Lightbody even boasted that he was acquiring the strip club in a conversation with an imprisoned mobster that was captured on tape.

“It’s the best thing you can have with a casino,” Lightbody told inmate Darin Bufalino, according to a transcript of the June 2013 conversation provided by gambling regulators. “There’s only two things, women and booze, right around the corner.”

But the connection to Lightbody, which surfaced in April, intensified Chelsea’s focus on King Arthur’s. Now, with the license revocations, Chelsea has put up an official roadblock that protects the city from a criminal-run strip club.

“It’s something Chelsea doesn’t need anymore. Chelsea has had enough negativity over the years and it’s crawled its way out of a big hole,” said James Dwyer, chairman of the Licensing Commission in an interview earlier this month.

Lightbody and Russo could not be reached for comment.

For many Chelsea old-timers, the ethos of King Arthur’s can be defined in just three words: drinking, drugs, and death.
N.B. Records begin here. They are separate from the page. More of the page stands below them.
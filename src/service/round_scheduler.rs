//! Round scheduler: drives every duel from question to question.
//!
//! Each transition locks the duel's mutex, applies the pure
//! [`DuelSession`] transition, re-arms the duel's single timer and publishes
//! the resulting events before the lock is released. Holding the lock while
//! publishing keeps a round's score update ahead of the next question on
//! the bus.

use std::sync::Arc;
use std::time::Duration;

use tokio::sync::RwLock;

use super::broadcast_idle;
use crate::domain::duel_session::{Advance, AnswerOutcome, RoundPhase};
use crate::domain::{
    ConnectionId, DuelEvent, DuelSession, EventBus, LobbyRegistry, QuizBank, SessionId,
    SessionTable,
};
use crate::error::DuelError;

/// Round deadline and post-settlement grace delay.
#[derive(Debug, Clone, Copy, PartialEq, Eq)]
pub struct RoundTiming {
    /// Time players have to answer before the round times out.
    pub deadline: Duration,
    /// Pause between a settled round and the next question.
    pub grace: Duration,
}

impl Default for RoundTiming {
    fn default() -> Self {
        Self {
            deadline: Duration::from_secs(10),
            grace: Duration::from_secs(1),
        }
    }
}

/// Which transition a pending timer triggers.
#[derive(Debug, Clone, Copy, PartialEq, Eq)]
enum TimerKind {
    Deadline,
    Grace,
}

/// Owns the round lifecycle and the per-duel timers.
#[derive(Debug, Clone)]
pub struct RoundScheduler {
    sessions: Arc<SessionTable>,
    lobby: Arc<RwLock<LobbyRegistry>>,
    bank: Arc<QuizBank>,
    event_bus: EventBus,
    timing: RoundTiming,
}

impl RoundScheduler {
    /// Creates a scheduler over the shared duel state.
    #[must_use]
    pub fn new(
        sessions: Arc<SessionTable>,
        lobby: Arc<RwLock<LobbyRegistry>>,
        bank: Arc<QuizBank>,
        event_bus: EventBus,
        timing: RoundTiming,
    ) -> Self {
        Self {
            sessions,
            lobby,
            bank,
            event_bus,
            timing,
        }
    }

    /// Starts the current round of a duel. No-op if the duel is not live.
    pub async fn start_round(&self, session_id: SessionId) {
        let Ok(handle) = self.sessions.get(session_id).await else {
            tracing::debug!(%session_id, "start_round on unknown session");
            return;
        };
        let mut session = handle.lock().await;
        self.start_round_locked(&mut session);
    }

    /// Arms the deadline, reopens the round and sends the question.
    pub(crate) fn start_round_locked(&self, session: &mut DuelSession) {
        if session.phase() == RoundPhase::GameOver {
            return;
        }
        let round = session.round_index();
        let Some(item) = self.bank.get(round) else {
            tracing::warn!(session_id = %session.session_id, round, "no quiz item for round");
            return;
        };

        self.arm(session, TimerKind::Deadline, self.timing.deadline);
        session.begin_round();

        let _ = self.event_bus.to_session(
            session.session_id,
            DuelEvent::NewQuestion {
                question: item.question.clone(),
                options: item.options.clone(),
                round: round + 1,
                total_rounds: self.bank.len(),
                deadline_secs: self.timing.deadline.as_secs(),
            },
        );
        tracing::debug!(session_id = %session.session_id, round = round + 1, "round started");
    }

    /// Scores the first answer of the current round.
    ///
    /// Returns `Ok(None)` when the answer is ignored: the round was already
    /// settled, the submitter is not playing, or the duel is over.
    ///
    /// # Errors
    ///
    /// Returns [`DuelError::SessionNotFound`] if the duel is not live.
    pub async fn submit_answer(
        &self,
        session_id: SessionId,
        submitter: ConnectionId,
        answer: &str,
    ) -> Result<Option<AnswerOutcome>, DuelError> {
        let handle = self.sessions.get(session_id).await?;
        let mut session = handle.lock().await;

        let Some(item) = self.bank.get(session.round_index()) else {
            return Ok(None);
        };
        let outcome = match session.settle_answer(submitter, answer, item) {
            Ok(outcome) => outcome,
            Err(reason) => {
                tracing::debug!(%session_id, %submitter, ?reason, "answer ignored");
                return Ok(None);
            }
        };

        let _ = session.timer.cancel();
        let _ = self
            .event_bus
            .to_session(session_id, DuelEvent::DisableOptions);
        let _ = self
            .event_bus
            .to_session(session_id, DuelEvent::UpdateScores(session.scores().clone()));
        self.arm(&mut session, TimerKind::Grace, self.timing.grace);

        tracing::info!(
            %session_id,
            %submitter,
            correct = outcome.correct,
            credited = %outcome.credited,
            points = outcome.points,
            "round settled by answer"
        );
        Ok(Some(outcome))
    }

    /// Times out the current round without awarding points.
    ///
    /// Used both by the deadline timer and by a client-reported `timeout`.
    /// Every timeout re-sends the scores and restarts the grace delay. The
    /// round is left unsettled, so an answer that arrives before the round
    /// advances is still scored. Returns `Ok(false)` only if the duel has
    /// already ended.
    ///
    /// # Errors
    ///
    /// Returns [`DuelError::SessionNotFound`] if the duel is not live.
    pub async fn handle_timeout(&self, session_id: SessionId) -> Result<bool, DuelError> {
        let handle = self.sessions.get(session_id).await?;
        let mut session = handle.lock().await;
        Ok(self.timeout_locked(&mut session))
    }

    fn timeout_locked(&self, session: &mut DuelSession) -> bool {
        if !session.settle_timeout() {
            tracing::debug!(session_id = %session.session_id, "timeout on finished duel ignored");
            return false;
        }
        let _ = session.timer.cancel();
        let _ = self.event_bus.to_session(
            session.session_id,
            DuelEvent::UpdateScores(session.scores().clone()),
        );
        self.arm(session, TimerKind::Grace, self.timing.grace);
        tracing::info!(
            session_id = %session.session_id,
            round = session.round_index() + 1,
            "round timed out"
        );
        true
    }

    async fn advance_locked(&self, session: &mut DuelSession) {
        if session.phase() == RoundPhase::GameOver {
            return;
        }
        match session.advance(self.bank.len()) {
            Advance::Next(_) => self.start_round_locked(session),
            Advance::Finished => self.end_game_locked(session, None).await,
        }
    }

    /// Ends a duel early because `leaver` disconnected.
    ///
    /// Returns the duel that was forfeited, if `leaver` was playing one.
    pub async fn forfeit(&self, leaver: ConnectionId) -> Option<SessionId> {
        for handle in self.sessions.handles().await {
            let mut session = handle.lock().await;
            if !session.contains(leaver) || session.phase() == RoundPhase::GameOver {
                continue;
            }
            let session_id = session.session_id;
            self.end_game_locked(&mut session, Some(leaver)).await;
            tracing::info!(%session_id, %leaver, "duel forfeited on disconnect");
            return Some(session_id);
        }
        None
    }

    /// Sends the final scores, deletes the duel and frees both players.
    async fn end_game_locked(&self, session: &mut DuelSession, forfeited_by: Option<ConnectionId>) {
        let session_id = session.session_id;
        let _ = session.timer.cancel();
        session.abandon();

        let _ = self.event_bus.to_session(
            session_id,
            DuelEvent::game_over(session.scores(), forfeited_by),
        );
        self.sessions.remove(session_id).await;

        let players = session.players();
        for player in players {
            let _ = self.event_bus.leave_scope(player, session_id);
        }

        let mut lobby = self.lobby.write().await;
        lobby.release(&players);
        broadcast_idle(&self.event_bus, &lobby);
        drop(lobby);

        tracing::info!(%session_id, scores = ?session.scores(), "duel finished");
    }

    /// Replaces the duel's pending timer with a new one.
    fn arm(&self, session: &mut DuelSession, kind: TimerKind, delay: Duration) {
        let ticket = session.timer.cancel();
        let session_id = session.session_id;
        let scheduler = self.clone();
        let task = tokio::spawn(async move {
            tokio::time::sleep(delay).await;
            scheduler.on_timer(session_id, ticket, kind).await;
        });
        session.timer.attach(task.abort_handle());
    }

    async fn on_timer(&self, session_id: SessionId, ticket: u64, kind: TimerKind) {
        let Ok(handle) = self.sessions.get(session_id).await else {
            return;
        };
        let mut session = handle.lock().await;
        if !session.timer.claim(ticket) {
            tracing::trace!(%session_id, ticket, ?kind, "stale timer ignored");
            return;
        }
        match kind {
            TimerKind::Deadline => {
                let _ = self.timeout_locked(&mut session);
            }
            TimerKind::Grace => self.advance_locked(&mut session).await,
        }
    }
}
Located on a rutted road in the shadow of Everett’s liquefied natural gas tanks, King Arthur’s has been intimately connected to at least four deaths over the years: a man sleeping off a drunk in his motel bed was killed by an off-duty Everett cop wielding a baseball bat; a construction worker was killed by a man who emptied his gun into him during a strip show. And at least two people were killed by drivers who had been drinking at the bar before they hit the road.

Locals first took notice of the bar after Arthur Guttadauro purchased the old rooming house in 1977, renamed it King Arthur’s, and began featuring nude dancing in Chelsea. By the late 1970s, the strip club was often packed by noontime with truckers, well-dressed businessmen, and small-time hustlers, according to Josh Resnek, a former editor of the Chelsea Record.

“This was a place where nothing good ever happened,” said Resnek, who said he witnessed everything from prostitution to drug dealing to beatings on the premises, and remembers when a bomb blew up the bar manager’s car, and shattered the front windows of the strip club in 1981.

King Arthur’s became a household name statewide in July 1982, when it was the scene of what Superior Court Judge Robert Barton would later call one of the seminal examples of police brutality in the 20th century, leading to murder convictions for two police officers.

The incident began after John McLeod, an off-duty Everett officer, got into a fight while drinking in the bar after hours. About 4 in the morning, he reported the dust-up to Everett police, and several Everett and Chelsea cops soon responded carrying guns, bats, clubs, and tire irons. By that time, a dozen people, including the bar manager and Beverly Guttadauro, had barricaded themselves in a tiny motel room above the bar.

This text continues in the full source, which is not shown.